Gidon Kremer / Kremerata Baltica MIECZYSLAW WEINBERG Chamber Symphonies - Piano Quintet

In 2014 ECM New Series featured Kremerata Baltica in a widely-praised album dedicated to the music of Mieczysław Weinberg. Now Gidon Kremer’s orchestra continues the story, turning its attention to the four chamber symphonies completed in the last decade of the Polish-born Soviet composer’s life. The arc of the album – recorded in Vienna and in Riga in June 2015 – also embraces a striking new arrangement, by Gidon Kremer and Kremerata percussionist Andrey Pushkarev, of Weinberg’s early Piano Quintet.
In his recollection of Mieczysław Weinberg in the liner notes, fellow composer Alexander Raskatov speaks of the “incredible renaissance” of Weinberg’s music, a revival which might well have amazed its author. Since his death in 1996, Weinberg’s work has been widely re-evaluated, with Gidon Kremer and Kremeratica Baltica have been among the artists calling for broader recognition for a composer who “strongly opposed any division of music into avant-garde and ‘arrière-garde’, as Raskatov remembers.
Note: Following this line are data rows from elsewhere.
//! Decoded value caches
//!
//! The decoder treats a cache as an opaque get/set capability keyed by
//! absolute buffer offset. Entries carry no buffer identity: one cache
//! belongs to one buffer and one pointer base. Sharing it between databases,
//! or between decoders with different pointer bases, returns wrong values.

use crate::decoder::DataValue;
use lru::LruCache;
use std::num::NonZeroUsize;
use std::sync::{Mutex, PoisonError};

/// Offset-keyed store for decoded values
///
/// Implementations must be shareable across threads since a single reader
/// serves concurrent lookups.
pub trait ValueCache: Send + Sync {
    /// Previously stored value for `offset`, if any
    fn get(&self, offset: usize) -> Option<DataValue>;

    /// Store the value decoded at `offset`
    fn set(&self, offset: usize, value: &DataValue);
}

/// Cache that never stores anything
#[derive(Debug, Clone, Copy, Default)]
pub struct NoCache;

impl ValueCache for NoCache {
    fn get(&self, _offset: usize) -> Option<DataValue> {
        None
    }

    fn set(&self, _offset: usize, _value: &DataValue) {}
}

/// Bounded least-recently-used cache, safe to share between threads
#[derive(Debug)]
pub struct LruValueCache {
    inner: Mutex<LruCache<usize, DataValue>>,
}

impl LruValueCache {
    /// Create a cache holding at most `capacity` values (minimum 1)
    pub fn new(capacity: usize) -> Self {
        let capacity = NonZeroUsize::new(capacity).unwrap_or(NonZeroUsize::MIN);
        Self {
            inner: Mutex::new(LruCache::new(capacity)),
        }
    }

    /// Number of cached values
    pub fn len(&self) -> usize {
        self.lock().len()
    }

    /// Whether the cache is empty
    pub fn is_empty(&self) -> bool {
        self.lock().is_empty()
    }

    /// Maximum number of cached values
    pub fn capacity(&self) -> usize {
        self.lock().cap().get()
    }

    /// Drop every cached value
    pub fn clear(&self) {
        self.lock().clear();
    }

    fn lock(&self) -> std::sync::MutexGuard<'_, LruCache<usize, DataValue>> {
        self.inner.lock().unwrap_or_else(PoisonError::into_inner)
    }
}

impl ValueCache for LruValueCache {
    fn get(&self, offset: usize) -> Option<DataValue> {
        self.lock().get(&offset).cloned()
    }

    fn set(&self, offset: usize, value: &DataValue) {
        self.lock().put(offset, value.clone());
    }
}
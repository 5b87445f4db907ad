mod cli_utils;
mod commands;

use anyhow::Result;
use clap::{Parser, Subcommand};
use std::path::PathBuf;
use tracing_subscriber::EnvFilter;

use commands::{cmd_decode, cmd_inspect, cmd_query};

#[derive(Parser)]
#[command(name = "mmdb")]
#[command(
    about = "Read MaxMind DB (MMDB) files",
    long_about = "mmdb - Zero-copy reader for MaxMind DB (MMDB) files\n\n\
    Look up IP addresses, inspect database metadata, and decode raw\n\
    data section values at arbitrary offsets.\n\n\
    Examples:\n\
      mmdb query GeoLite2-City.mmdb 175.16.199.255\n\
      mmdb inspect GeoLite2-City.mmdb --json\n\
      mmdb decode GeoLite2-City.mmdb 1234 --base 1000"
)]
#[command(version)]
struct Cli {
    #[command(subcommand)]
    command: Commands,
}

#[derive(Subcommand)]
enum Commands {
    /// Look up an IP address in a database
    Query {
        /// Path to the MMDB file
        #[arg(value_name = "DATABASE")]
        database: PathBuf,

        /// IPv4 or IPv6 address to look up
        #[arg(value_name = "IP")]
        ip: String,

        /// Quiet mode - no output, only exit code (0 = found, 1 = not found)
        #[arg(short, long)]
        quiet: bool,

        /// LRU cache capacity (default: 0, disabled)
        #[arg(long, default_value = "0")]
        cache_size: usize,
    },

    /// Show database metadata
    Inspect {
        /// Path to the MMDB file
        #[arg(value_name = "DATABASE")]
        database: PathBuf,

        /// Output metadata as JSON
        #[arg(short, long)]
        json: bool,
    },

    /// Decode the data section value at a byte offset of any file
    Decode {
        /// File to read
        #[arg(value_name = "FILE")]
        file: PathBuf,

        /// Absolute byte offset of the value
        #[arg(value_name = "OFFSET")]
        offset: usize,

        /// Absolute offset pointers are relative to (the data section start)
        #[arg(long, default_value = "0")]
        base: usize,

        /// Maximum container nesting plus pointer hops
        #[arg(long, default_value_t = mmdb_reader::DEFAULT_MAX_DEPTH)]
        max_depth: usize,
    },
}

fn init_tracing() {
    let env_filter = EnvFilter::try_from_default_env().unwrap_or_else(|_| EnvFilter::new("warn"));
    let _ = tracing_subscriber::fmt()
        .with_env_filter(env_filter)
        .with_writer(std::io::stderr)
        .with_target(false)
        .try_init();
}

fn main() -> Result<()> {
    init_tracing();
    let cli = Cli::parse();

    match cli.command {
        Commands::Query {
            database,
            ip,
            quiet,
            cache_size,
        } => cmd_query(database, ip, quiet, cache_size),
        Commands::Inspect { database, json } => cmd_inspect(database, json),
        Commands::Decode {
            file,
            offset,
            base,
            max_depth,
        } => cmd_decode(file, offset, base, max_depth),
    }
}
//! MMDB database reader
//!
//! Ties the pieces together: finds the metadata, walks the search tree one
//! address bit at a time with [`Walker`], and decodes the record it lands on
//! with [`Decoder`].
//!
//! ```text
//! ┌──────────────────────────────┐
//! │  Search tree (node_count *   │  <- Walker
//! │  node_byte_size bytes)       │
//! ├──────────────────────────────┤
//! │  16 zero bytes (separator)   │
//! ├──────────────────────────────┤
//! │  Data section                │  <- Decoder (pointer base)
//! ├──────────────────────────────┤
//! │  "\xAB\xCD\xEFMaxMind.com"   │
//! │  Metadata map                │
//! └──────────────────────────────┘
//! ```

use crate::cache::{LruValueCache, NoCache, ValueCache};
use crate::decoder::{DataValue, Decoder, DEFAULT_MAX_DEPTH};
use crate::error::{MmdbError, Result};
use crate::metadata::{find_metadata_marker, IpVersion, Metadata};
use crate::walker::Walker;
use memmap2::Mmap;
use std::fmt;
use std::fs::File;
use std::net::IpAddr;
use std::path::Path;
use std::sync::Arc;

/// Size of the zero separator between the search tree and the data section
pub const DATA_SECTION_SEPARATOR_SIZE: usize = 16;

/// Left records followed from the root to reach `::0.0.0.0/96` in an IPv6 tree
const IPV4_SUBTREE_DEPTH: usize = 96;

/// Where a reader gets its value cache from
#[derive(Clone)]
enum CacheSetting {
    None,
    /// A fresh LRU cache is created for every reader opened with these options
    Lru(usize),
    /// Caller-supplied cache, used as is
    Shared(Arc<dyn ValueCache>),
}

/// Reader configuration
///
/// Options can be cloned and reused for several databases. A cache set with
/// [`with_lru_cache`](Self::with_lru_cache) is created per reader; a cache
/// passed to [`with_cache`](Self::with_cache) is shared by every reader the
/// options are used for and must therefore only be used with one database.
#[derive(Clone)]
pub struct ReaderOptions {
    cache: CacheSetting,
    max_depth: usize,
}

impl ReaderOptions {
    /// Defaults: no cache, depth limit of [`DEFAULT_MAX_DEPTH`]
    pub fn new() -> Self {
        Self::default()
    }

    /// Use `cache` for decoded records and pointer targets
    ///
    /// Entries are keyed by buffer offset only, so the cache must not be
    /// shared between readers of different databases.
    pub fn with_cache(mut self, cache: Arc<dyn ValueCache>) -> Self {
        self.cache = CacheSetting::Shared(cache);
        self
    }

    /// Give each reader its own LRU cache holding up to `capacity` decoded values
    pub fn with_lru_cache(mut self, capacity: usize) -> Self {
        self.cache = CacheSetting::Lru(capacity);
        self
    }

    /// Limit container nesting plus pointer hops while decoding
    pub fn with_max_depth(mut self, max_depth: usize) -> Self {
        self.max_depth = max_depth;
        self
    }

    /// Configured depth limit
    pub fn max_depth(&self) -> usize {
        self.max_depth
    }

    fn build_cache(&self) -> Arc<dyn ValueCache> {
        match &self.cache {
            CacheSetting::None => Arc::new(NoCache),
            CacheSetting::Lru(capacity) => Arc::new(LruValueCache::new(*capacity)),
            CacheSetting::Shared(cache) => Arc::clone(cache),
        }
    }
}

impl Default for ReaderOptions {
    fn default() -> Self {
        Self {
            cache: CacheSetting::None,
            max_depth: DEFAULT_MAX_DEPTH,
        }
    }
}

impl fmt::Debug for ReaderOptions {
    fn fmt(&self, f: &mut fmt::Formatter<'_>) -> fmt::Result {
        let cache = match &self.cache {
            CacheSetting::None => "none".to_string(),
            CacheSetting::Lru(capacity) => format!("lru({})", capacity),
            CacheSetting::Shared(_) => "shared".to_string(),
        };
        f.debug_struct("ReaderOptions")
            .field("cache", &cache)
            .field("max_depth", &self.max_depth)
            .finish()
    }
}

/// Storage for database data - either owned or memory-mapped
enum Storage {
    Owned(Vec<u8>),
    Mmap(Mmap),
}

impl Storage {
    fn as_slice(&self) -> &[u8] {
        match self {
            Storage::Owned(v) => v.as_slice(),
            Storage::Mmap(m) => &m[..],
        }
    }
}

/// Read-only MMDB database
///
/// Lookups take `&self` and the reader is `Send + Sync`, so one instance can
/// be shared (e.g. in an `Arc`) across any number of threads.
///
/// # Examples
///
/// ```no_run
/// use mmdb_reader::Reader;
///
/// let reader = Reader::open("GeoLite2-Country.mmdb")?;
/// if let Some(record) = reader.lookup("1.1.1.1".parse()?)? {
///     println!("{:?}", record.get("country"));
/// }
/// # Ok::<(), Box<dyn std::error::Error>>(())
/// ```
pub struct Reader {
    storage: Storage,
    metadata: Metadata,
    data_section_start: usize,
    data_section_end: usize,
    ipv4_start: u32,
    cache: Arc<dyn ValueCache>,
    max_depth: usize,
}

impl Reader {
    /// Open a database file using memory mapping
    pub fn open<P: AsRef<Path>>(path: P) -> Result<Self> {
        Self::open_with_options(path, ReaderOptions::default())
    }

    /// Open a database file using memory mapping, with options
    pub fn open_with_options<P: AsRef<Path>>(path: P, options: ReaderOptions) -> Result<Self> {
        let file = File::open(path.as_ref())?;
        // SAFETY: the map is read-only; callers must not truncate the file while it is open
        let mmap = unsafe { Mmap::map(&file)? };
        Self::from_storage(Storage::Mmap(mmap), options)
    }

    /// Create a reader over an in-memory database
    pub fn from_bytes(data: Vec<u8>) -> Result<Self> {
        Self::from_bytes_with_options(data, ReaderOptions::default())
    }

    /// Create a reader over an in-memory database, with options
    pub fn from_bytes_with_options(data: Vec<u8>, options: ReaderOptions) -> Result<Self> {
        Self::from_storage(Storage::Owned(data), options)
    }

    fn from_storage(storage: Storage, options: ReaderOptions) -> Result<Self> {
        let data = storage.as_slice();
        let marker_offset = find_metadata_marker(data)?;
        let metadata = Metadata::parse_at(data, marker_offset)?;

        let data_section_start = metadata.search_tree_size() + DATA_SECTION_SEPARATOR_SIZE;
        if data_section_start > marker_offset {
            return Err(MmdbError::InvalidFormat(format!(
                "Search tree ({} bytes) overlaps metadata at offset {}",
                metadata.search_tree_size(),
                marker_offset
            )));
        }

        let ipv4_start = match metadata.ip_version {
            IpVersion::V4 => 0,
            IpVersion::V6 => {
                let walker = Walker::with_record_size(data, metadata.record_size);
                let mut node = 0u32;
                for _ in 0..IPV4_SUBTREE_DEPTH {
                    if node >= metadata.node_count {
                        break;
                    }
                    node = walker.left(walker.node_offset(node));
                }
                node
            }
        };

        tracing::debug!(
            database_type = %metadata.database_type,
            node_count = metadata.node_count,
            record_size = metadata.record_size.bits(),
            ip_version = u8::from(metadata.ip_version),
            ipv4_start,
            "opened MMDB database"
        );

        Ok(Reader {
            storage,
            metadata,
            data_section_start,
            data_section_end: marker_offset,
            ipv4_start,
            cache: options.build_cache(),
            max_depth: options.max_depth,
        })
    }

    /// Database metadata
    pub fn metadata(&self) -> &Metadata {
        &self.metadata
    }

    /// Raw database bytes
    pub fn buffer(&self) -> &[u8] {
        self.storage.as_slice()
    }

    /// Absolute offset of the first data section byte
    pub fn data_section_start(&self) -> usize {
        self.data_section_start
    }

    /// Walker over this database's search tree
    pub fn walker(&self) -> Walker<'_> {
        Walker::with_record_size(self.buffer(), self.metadata.record_size)
    }

    /// Decoder over this database's data section, sharing the reader's cache
    pub fn decoder(&self) -> Decoder<'_> {
        Decoder::with_pointer_base(self.buffer(), self.data_section_start)
            .with_cache(self.cache.as_ref())
            .with_max_depth(self.max_depth)
    }

    /// Look up the record for an IP address
    pub fn lookup(&self, ip: IpAddr) -> Result<Option<DataValue>> {
        Ok(self.lookup_prefix(ip)?.0)
    }

    /// Look up an IP address given as a string
    pub fn lookup_str(&self, ip: &str) -> Result<Option<DataValue>> {
        let addr: IpAddr = ip
            .parse()
            .map_err(|_| MmdbError::InvalidIpAddress(ip.to_string()))?;
        self.lookup(addr)
    }

    /// Look up the record for an IP address along with the prefix length of
    /// the network it was found in (or the depth the search ended at)
    pub fn lookup_prefix(&self, ip: IpAddr) -> Result<(Option<DataValue>, u8)> {
        let (offset, prefix_len) = self.find(ip)?;
        let data = match offset {
            Some(offset) => Some(self.decoder().decode_cached(offset)?),
            None => None,
        };
        Ok((data, prefix_len))
    }

    /// Walk the search tree for `ip`
    ///
    /// Returns the absolute data offset of the record, if any, and the
    /// number of bits consumed.
    pub fn find(&self, ip: IpAddr) -> Result<(Option<usize>, u8)> {
        let (bits, bit_len, mut node) = match ip {
            IpAddr::V4(addr) => (u32::from(addr) as u128, 32u8, self.ipv4_start),
            IpAddr::V6(addr) => {
                if self.metadata.ip_version == IpVersion::V4 {
                    return Err(MmdbError::InvalidIpAddress(format!(
                        "Cannot look up IPv6 address {} in an IPv4-only database",
                        addr
                    )));
                }
                (u128::from(addr), 128u8, 0)
            }
        };

        let node_count = self.metadata.node_count;
        let walker = self.walker();
        let mut depth = 0u8;

        while depth < bit_len && node < node_count {
            let bit = ((bits >> (bit_len - 1 - depth)) & 1) as u8;
            node = walker.child(walker.node_offset(node), bit);
            depth += 1;
        }

        let offset = if node > node_count {
            Some(self.resolve_data_offset(node)?)
        } else if node == node_count {
            None
        } else {
            return Err(MmdbError::InvalidFormat(format!(
                "Invalid tree node {} after {} bits",
                node, depth
            )));
        };

        tracing::trace!(%ip, prefix_len = depth, found = offset.is_some(), "lookup");
        Ok((offset, depth))
    }

    /// Convert a record value above the node count to an absolute data offset
    fn resolve_data_offset(&self, record: u32) -> Result<usize> {
        let offset = (record - self.metadata.node_count) as usize + self.metadata.search_tree_size();
        if offset < self.data_section_start || offset >= self.data_section_end {
            return Err(MmdbError::InvalidFormat(format!(
                "Record {} points outside the data section (offset {})",
                record, offset
            )));
        }
        Ok(offset)
    }
}

impl fmt::Debug for Reader {
    fn fmt(&self, f: &mut fmt::Formatter<'_>) -> fmt::Result {
        f.debug_struct("Reader")
            .field("metadata", &self.metadata)
            .field("data_section_start", &self.data_section_start)
            .field("ipv4_start", &self.ipv4_start)
            .finish_non_exhaustive()
    }
}
//! Helpers for assembling MMDB files byte by byte in tests
#![allow(dead_code)]

use mmdb_reader::METADATA_MARKER;
use std::net::IpAddr;

/// Control byte(s) plus size continuation bytes for a value of `type_num`
pub fn ctrl(type_num: u8, size: usize) -> Vec<u8> {
    let (size_bits, extra): (u8, Vec<u8>) = if size < 29 {
        (size as u8, vec![])
    } else if size < 285 {
        (29, vec![(size - 29) as u8])
    } else if size < 65_821 {
        let n = size - 285;
        (30, vec![(n >> 8) as u8, n as u8])
    } else {
        let n = size - 65_821;
        (31, vec![(n >> 16) as u8, (n >> 8) as u8, n as u8])
    };

    let mut out = if type_num <= 7 {
        vec![(type_num << 5) | size_bits]
    } else {
        vec![size_bits, type_num - 7]
    };
    out.extend(extra);
    out
}

pub fn string(s: &str) -> Vec<u8> {
    let mut out = ctrl(2, s.len());
    out.extend_from_slice(s.as_bytes());
    out
}

pub fn bytes(b: &[u8]) -> Vec<u8> {
    let mut out = ctrl(4, b.len());
    out.extend_from_slice(b);
    out
}

fn minimal_be(bytes: &[u8]) -> &[u8] {
    let first = bytes.iter().position(|&b| b != 0).unwrap_or(bytes.len());
    &bytes[first..]
}

fn unsigned(type_num: u8, be: &[u8]) -> Vec<u8> {
    let payload = minimal_be(be);
    let mut out = ctrl(type_num, payload.len());
    out.extend_from_slice(payload);
    out
}

pub fn uint16(n: u16) -> Vec<u8> {
    unsigned(5, &n.to_be_bytes())
}

pub fn uint32(n: u32) -> Vec<u8> {
    unsigned(6, &n.to_be_bytes())
}

pub fn uint64(n: u64) -> Vec<u8> {
    unsigned(9, &n.to_be_bytes())
}

pub fn uint128(n: u128) -> Vec<u8> {
    unsigned(10, &n.to_be_bytes())
}

pub fn double(d: f64) -> Vec<u8> {
    let mut out = ctrl(3, 8);
    out.extend_from_slice(&d.to_be_bytes());
    out
}

pub fn boolean(b: bool) -> Vec<u8> {
    ctrl(14, b as usize)
}

pub fn map(pairs: &[(&str, Vec<u8>)]) -> Vec<u8> {
    let mut out = ctrl(7, pairs.len());
    for (key, value) in pairs {
        out.extend(string(key));
        out.extend_from_slice(value);
    }
    out
}

pub fn array(items: &[Vec<u8>]) -> Vec<u8> {
    let mut out = ctrl(11, items.len());
    for item in items {
        out.extend_from_slice(item);
    }
    out
}

/// Pointer to data section offset `value`, using the smallest size class
pub fn pointer(value: usize) -> Vec<u8> {
    if value < 2048 {
        vec![0x20 | ((value >> 8) & 0x7) as u8, value as u8]
    } else if value < 526_336 {
        let v = value - 2048;
        vec![0x28 | ((v >> 16) & 0x7) as u8, (v >> 8) as u8, v as u8]
    } else if value < 526_336 + (1 << 27) {
        let v = value - 526_336;
        vec![0x30 | ((v >> 24) & 0x7) as u8, (v >> 16) as u8, (v >> 8) as u8, v as u8]
    } else {
        let mut out = vec![0x38];
        out.extend_from_slice(&(value as u32).to_be_bytes());
        out
    }
}

pub fn metadata(ip_version: u16, record_size: u16, node_count: u32) -> Vec<u8> {
    map(&[
        ("binary_format_major_version", uint16(2)),
        ("binary_format_minor_version", uint16(0)),
        ("build_epoch", uint64(1_700_000_000)),
        ("database_type", string("Test-DB")),
        ("description", map(&[("en", string("Test database"))])),
        ("languages", array(&[string("en")])),
        ("ip_version", uint16(ip_version)),
        ("node_count", uint32(node_count)),
        ("record_size", uint16(record_size)),
    ])
}

#[derive(Clone, Copy)]
enum Record {
    Empty,
    Node(u32),
    Data(usize),
}

/// Search tree built from non-overlapping networks
struct TreeBuilder {
    nodes: Vec<[Record; 2]>,
}

impl TreeBuilder {
    fn new() -> Self {
        Self {
            nodes: vec![[Record::Empty; 2]],
        }
    }

    fn insert(&mut self, bits: u128, bit_len: u8, prefix_len: u8, data_offset: usize) {
        let mut node = 0usize;
        for i in 0..prefix_len {
            let bit = ((bits >> (bit_len - 1 - i)) & 1) as usize;
            if i == prefix_len - 1 {
                self.nodes[node][bit] = Record::Data(data_offset);
                break;
            }
            match self.nodes[node][bit] {
                Record::Node(n) => node = n as usize,
                _ => {
                    self.nodes.push([Record::Empty; 2]);
                    let n = self.nodes.len() - 1;
                    self.nodes[node][bit] = Record::Node(n as u32);
                    node = n;
                }
            }
        }
    }

    fn encode(&self, record_size: u16) -> Vec<u8> {
        let node_count = self.nodes.len() as u32;
        let value = |record: Record| match record {
            Record::Empty => node_count,
            Record::Node(n) => n,
            Record::Data(offset) => node_count + 16 + offset as u32,
        };

        let mut out = Vec::new();
        for [left, right] in &self.nodes {
            let (l, r) = (value(*left), value(*right));
            match record_size {
                24 => {
                    out.extend_from_slice(&l.to_be_bytes()[1..]);
                    out.extend_from_slice(&r.to_be_bytes()[1..]);
                }
                28 => {
                    out.extend_from_slice(&l.to_be_bytes()[1..]);
                    out.push((((l >> 24) & 0x0F) << 4) as u8 | ((r >> 24) & 0x0F) as u8);
                    out.extend_from_slice(&r.to_be_bytes()[1..]);
                }
                32 => {
                    out.extend_from_slice(&l.to_be_bytes());
                    out.extend_from_slice(&r.to_be_bytes());
                }
                other => panic!("unsupported record size {}", other),
            }
        }
        out
    }
}

fn parse_network(cidr: &str, ip_version: u16) -> (u128, u8, u8) {
    let (addr, prefix) = cidr.split_once('/').expect("network must be CIDR");
    let prefix: u8 = prefix.parse().expect("prefix length");
    match (addr.parse::<IpAddr>().expect("address"), ip_version) {
        (IpAddr::V4(v4), 4) => (u32::from(v4) as u128, 32, prefix),
        // IPv4 networks live under ::/96 in an IPv6 tree
        (IpAddr::V4(v4), _) => (u32::from(v4) as u128, 128, prefix + 96),
        (IpAddr::V6(v6), 6) => (u128::from(v6), 128, prefix),
        (IpAddr::V6(_), _) => panic!("IPv6 network in IPv4 database"),
    }
}

/// Assemble a complete database
///
/// `records` is the data section; `networks` maps CIDR strings to an offset
/// within it.
pub fn build_database_with_data(
    ip_version: u16,
    record_size: u16,
    records: &[u8],
    networks: &[(&str, usize)],
) -> Vec<u8> {
    let mut tree = TreeBuilder::new();
    for (cidr, offset) in networks {
        let (bits, bit_len, prefix_len) = parse_network(cidr, ip_version);
        tree.insert(bits, bit_len, prefix_len, *offset);
    }

    let mut db = tree.encode(record_size);
    db.extend_from_slice(&[0u8; 16]);
    db.extend_from_slice(records);
    db.extend_from_slice(METADATA_MARKER);
    db.extend(metadata(ip_version, record_size, tree.nodes.len() as u32));
    db
}

/// Assemble a database where each network has its own encoded record
pub fn build_database(ip_version: u16, record_size: u16, networks: &[(&str, Vec<u8>)]) -> Vec<u8> {
    let mut records = Vec::new();
    let mut placed = Vec::new();
    for (cidr, record) in networks {
        placed.push((*cidr, records.len()));
        records.extend_from_slice(record);
    }
    build_database_with_data(ip_version, record_size, &records, &placed)
}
The Kremer/Pushkarev arrangement of the Piano Quintet op. 18 extends the creative spirit of Weinberg’s reworkings of his own material: each of his chamber symphonies developed earlier music and took it to new places. The kernel of the Chamber Symphony No. 1 (1986) can be found in Weinberg’s Second String Quartet, written 45 years earlier. “He continued the process,” writes David Fanning in the liner notes, “by reworking his Third String Quartet as Chamber Symphony No. 2 and his Fifth String Quartet as Chamber Symphony No. 3. These were all rehabilitations of previously unpublished works. Finally he added the profoundly introspective Chamber Symphony No. 4, his last completed opus, based not on a string quartet but on several of his late works,”
Weinberg’s chamber symphonies are, Gidon Kremer says, “the most personal reflections of a great composer on his own life and his generation, like a diary of the most dramatic period of the 20th century.”
The violinist considers the present Weinberg recording “the most valuable landmark” in Kremerata Baltica’s discography, and the album is released in time for a major tour celebrating both the orchestra’s 20th anniversary as well as its leader’s 70th birthday. Weinberg’s compositions form an integral part of the orchestra’s concert repertoire in the current season. (ECM Records)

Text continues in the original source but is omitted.